§ **Task objective**: Give back every line of the material below that has the string "StatusCode".

**** Data records

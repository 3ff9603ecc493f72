//! HTTP-backed `VectorBackend` speaking a Milvus-like REST collection API
//! (§4.1). The exact wire shapes are out of scope per the spec — this is
//! one coherent JSON mapping onto the trait's operations, not a faithful
//! Milvus client.

use crate::backend::{CollectionStats, SearchHit, VectorBackend};
use async_trait::async_trait;
use ragforge_config::StoreConfig;
use ragforge_core::{Chunk, RagError, Result};
use serde::{Deserialize, Serialize};
use std::time::Duration;

/// Speaks to an external Milvus-like collection service over HTTP/1.1
/// keep-alive JSON. The client is a per-process singleton built once in
/// `new`, matching the gateway's client-lifecycle rule (§9).
#[derive(Debug)]
pub struct HttpBackend {
    client: reqwest::Client,
    base_url: String,
}

impl HttpBackend {
    /// # Panics
    ///
    /// Panics if `config.request_timeout_ms` cannot be turned into a valid
    /// `reqwest::Client` (a malformed config should fail fast at startup).
    #[must_use]
    pub fn new(config: &StoreConfig) -> Self {
        let client = reqwest::Client::builder()
            .pool_max_idle_per_host(config.pool_size)
            .timeout(Duration::from_millis(config.request_timeout_ms))
            .build()
            .expect("store HTTP client configuration must be valid");
        Self {
            client,
            base_url: config.base_url.trim_end_matches('/').to_string(),
        }
    }

    fn url(&self, path: &str) -> String {
        format!("{}{}", self.base_url, path)
    }
}

#[derive(Serialize)]
struct CreateCollectionBody<'a> {
    collection_name: &'a str,
    dimension: usize,
}

#[derive(Serialize)]
struct InsertBody<'a> {
    collection_name: &'a str,
    partition: u32,
    rows: &'a [Chunk],
}

#[derive(Deserialize)]
struct InsertResponse {
    inserted_count: usize,
}

#[derive(Serialize)]
struct DeleteBody<'a> {
    collection_name: &'a str,
    partition: Option<u32>,
    document_id: &'a str,
}

#[derive(Deserialize)]
struct DeleteResponse {
    deleted_count: usize,
}

#[derive(Serialize)]
struct SearchBody<'a> {
    collection_name: &'a str,
    partition: Option<u32>,
    vector: &'a [f32],
    top_k: usize,
}

#[derive(Deserialize)]
struct SearchResultRow {
    chunk: Chunk,
    score: f32,
}

#[derive(Deserialize)]
struct SearchResponse {
    results: Vec<SearchResultRow>,
}

#[derive(Deserialize)]
struct DescribeResponse {
    dimension: usize,
    num_partitions: u32,
    count: usize,
}

#[derive(Deserialize)]
struct ListCollectionsResponse {
    collections: Vec<String>,
}

fn map_transport_err(err: reqwest::Error) -> RagError {
    RagError::StoreUnavailable { message: err.to_string() }
}

fn map_status_err(status: reqwest::StatusCode, name: &str) -> RagError {
    match status {
        reqwest::StatusCode::NOT_FOUND => RagError::CollectionNotFound { name: name.to_string() },
        reqwest::StatusCode::CONFLICT => RagError::CollectionExists { name: name.to_string() },
        _ => RagError::StoreUnavailable { message: format!("unexpected status {status}") },
    }
}

#[async_trait]
impl VectorBackend for HttpBackend {
    async fn create_collection(&self, name: &str, dimension: usize) -> Result<()> {
        let response = self
            .client
            .post(self.url("/collections"))
            .json(&CreateCollectionBody { collection_name: name, dimension })
            .send()
            .await
            .map_err(map_transport_err)?;
        if response.status().is_success() {
            Ok(())
        } else {
            Err(map_status_err(response.status(), name))
        }
    }

    async fn drop_collection(&self, name: &str) -> Result<()> {
        let response = self
            .client
            .delete(self.url(&format!("/collections/{name}")))
            .send()
            .await
            .map_err(map_transport_err)?;
        if response.status().is_success() {
            Ok(())
        } else {
            Err(map_status_err(response.status(), name))
        }
    }

    async fn list_collections(&self) -> Result<Vec<String>> {
        let response = self
            .client
            .get(self.url("/collections"))
            .send()
            .await
            .map_err(map_transport_err)?;
        if !response.status().is_success() {
            return Err(RagError::StoreUnavailable {
                message: format!("unexpected status {}", response.status()),
            });
        }
        let body: ListCollectionsResponse = response.json().await.map_err(map_transport_err)?;
        Ok(body.collections)
    }

    async fn describe_collection(&self, name: &str) -> Result<CollectionStats> {
        let response = self
            .client
            .get(self.url(&format!("/collections/{name}")))
            .send()
            .await
            .map_err(map_transport_err)?;
        if !response.status().is_success() {
            return Err(map_status_err(response.status(), name));
        }
        let body: DescribeResponse = response.json().await.map_err(map_transport_err)?;
        Ok(CollectionStats {
            name: name.to_string(),
            dimension: body.dimension,
            num_partitions: body.num_partitions,
            chunk_count: body.count,
        })
    }

    async fn insert(&self, name: &str, partition: u32, chunks: &[Chunk]) -> Result<usize> {
        let response = self
            .client
            .post(self.url(&format!("/collections/{name}/insert")))
            .json(&InsertBody { collection_name: name, partition, rows: chunks })
            .send()
            .await
            .map_err(map_transport_err)?;
        if response.status() == reqwest::StatusCode::UNPROCESSABLE_ENTITY {
            return Err(RagError::DimensionMismatch {
                collection: name.to_string(),
                expected: 0,
                actual: 0,
            });
        }
        if !response.status().is_success() {
            return Err(map_status_err(response.status(), name));
        }
        let body: InsertResponse = response.json().await.map_err(map_transport_err)?;
        Ok(body.inserted_count)
    }

    async fn delete_by_document(
        &self,
        name: &str,
        partition: Option<u32>,
        document_id: &str,
    ) -> Result<usize> {
        let response = self
            .client
            .post(self.url(&format!("/collections/{name}/delete")))
            .json(&DeleteBody { collection_name: name, partition, document_id })
            .send()
            .await
            .map_err(map_transport_err)?;
        if !response.status().is_success() {
            return Err(map_status_err(response.status(), name));
        }
        let body: DeleteResponse = response.json().await.map_err(map_transport_err)?;
        Ok(body.deleted_count)
    }

    async fn search(
        &self,
        name: &str,
        partition: Option<u32>,
        query_vector: &[f32],
        top_k: usize,
    ) -> Result<Vec<SearchHit>> {
        let response = self
            .client
            .post(self.url(&format!("/collections/{name}/search")))
            .json(&SearchBody { collection_name: name, partition, vector: query_vector, top_k })
            .send()
            .await
            .map_err(map_transport_err)?;
        if !response.status().is_success() {
            return Err(map_status_err(response.status(), name));
        }
        let body: SearchResponse = response.json().await.map_err(map_transport_err)?;
        Ok(body
            .results
            .into_iter()
            .map(|r| SearchHit { chunk: r.chunk, score: r.score })
            .collect())
    }
}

********

§ **Response**:
fn map_status_err(status: reqwest::StatusCode, name: &str) -> RagError {
        reqwest::StatusCode::NOT_FOUND => RagError::CollectionNotFound { name: name.to_string() },
        reqwest::StatusCode::CONFLICT => RagError::CollectionExists { name: name.to_string() },
        if response.status() == reqwest::StatusCode::UNPROCESSABLE_ENTITY {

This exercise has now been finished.